Right now, this is speculative. But a real-terms cut would be entirely in keeping with the Tory projects of the last decade. Warning bells have already come suggesting the resurgence—not only from Kwarteng, but from the likes of Suella Braverman and Therese Coffey—of 2010s rhetoric about ‘scroungers’, to the extent that it ever left. The renewal of austerity politics (to the extent that it ever left) will try to deepen the demonisation of those who dare use the public services and state support to which they are entitled. Whether the rhetoric will stick this time remains to be seen—as Tom O’Grady told Tribune earlier in the year, public attitudes to welfare have softened considerably since the 2010s—but a Tory Party clinging on by its fingernails seems set to give it a go.

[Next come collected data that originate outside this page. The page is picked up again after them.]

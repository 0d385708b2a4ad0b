//! Named tasks run in order by the `apply` command.
pub mod certificates;
pub mod context;
pub mod provision;

pub use context::Context;

use anyhow::Result;

use crate::logging::TaskStatus;

/// Outcome of a task that did not fail.
#[derive(Debug, Clone, PartialEq, Eq)]
pub enum TaskResult {
    /// Task completed (whether or not anything changed).
    Ok,
    /// Task had nothing to do, with a reason.
    Skipped(String),
    /// Task only logged what it would have done.
    DryRun,
}

/// A named, executable task.
pub trait Task: Send + Sync {
    /// Human-readable task name.
    fn name(&self) -> &'static str;

    /// Whether this task has anything to do for the loaded configuration.
    fn should_run(&self, ctx: &Context) -> bool;

    /// Whether a failure of this task stops every task after it.
    fn is_prerequisite(&self) -> bool {
        false
    }

    /// Execute the task.
    ///
    /// # Errors
    ///
    /// Returns an error if a certbot or package manager command fails.
    fn run(&self, ctx: &Context) -> Result<TaskResult>;
}

/// The tasks run by `apply`, in execution order.
#[must_use]
pub fn all_apply_tasks() -> Vec<Box<dyn Task>> {
    vec![
        Box::new(provision::ProvisionCertbot),
        Box::new(certificates::EnsureCertificates),
        Box::new(certificates::RemoveCertificates),
    ]
}

/// Execute tasks in order, stopping after a failed prerequisite.
///
/// Returns `false` if the run was cut short.
pub fn execute_all<'a>(tasks: impl IntoIterator<Item = &'a dyn Task>, ctx: &Context) -> bool {
    for task in tasks {
        if execute(task, ctx) == TaskStatus::Failed && task.is_prerequisite() {
            ctx.log
                .error(&format!("{} failed, not running remaining tasks", task.name()));
            return false;
        }
    }
    true
}

/// Execute a task, recording the result in the logger.
pub fn execute(task: &dyn Task, ctx: &Context) -> TaskStatus {
    if !task.should_run(ctx) {
        ctx.log
            .debug(&format!("skipping task: {} (nothing configured)", task.name()));
        ctx.log.record_task(
            task.name(),
            TaskStatus::Skipped,
            Some("nothing configured"),
        );
        return TaskStatus::Skipped;
    }

    ctx.log.stage(task.name());

    match task.run(ctx) {
        Ok(TaskResult::Ok) => {
            ctx.log.record_task(task.name(), TaskStatus::Ok, None);
            TaskStatus::Ok
        }
        Ok(TaskResult::Skipped(reason)) => {
            ctx.log.info(&format!("skipped: {reason}"));
            ctx.log
                .record_task(task.name(), TaskStatus::Skipped, Some(&reason));
            TaskStatus::Skipped
        }
        Ok(TaskResult::DryRun) => {
            ctx.log.record_task(task.name(), TaskStatus::DryRun, None);
            TaskStatus::DryRun
        }
        Err(e) => {
            ctx.log.error(&format!("{}: {e:#}", task.name()));
            ctx.log
                .record_task(task.name(), TaskStatus::Failed, Some(&format!("{e:#}")));
            TaskStatus::Failed
        }
    }
}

The consequences, of course, will be brutal. The cost of living crisis is already a permanent state for many in this country, and the Resolution Foundation suggests uprating benefits by earnings instead of inflation would leave a typical working couple on Universal Credit over £1,000 worse off. The JRF says that change would be the new biggest single permanent real-terms cut to benefits in history.
These are not changes people in this country can afford. To recount a few headlines: half of all children in single-parent families live in relative poverty; workers like nurses—plenty of whom also claim Universal Credit—are already using food banks to survive; those food banks are worried about running out of food to give as the individuals who might usually make donations fear for their ability to put meals on their own tables. No government can genuinely think the answer to this is taking more money away from normal people. They’re funnelling money upwards while they can.
Journalists have been writing stories like this for years now. We know who the culprits behind these attacks are, who the beneficiaries are, who suffers and how badly. We know that benefits need not only to maintain their current level, but to be increased, and soon—and we know that without that change, come winter, people will die. Those in power can’t be allowed to get away with it yet again, to tell a story of the great sacrifices required by the many while security and warmth are turned further into a luxury to be enjoyed by a select few.
If you can, join Enough is Enough’s rallies this weekend, and help channel those years of anger into some real action. It’s long past time for things to change.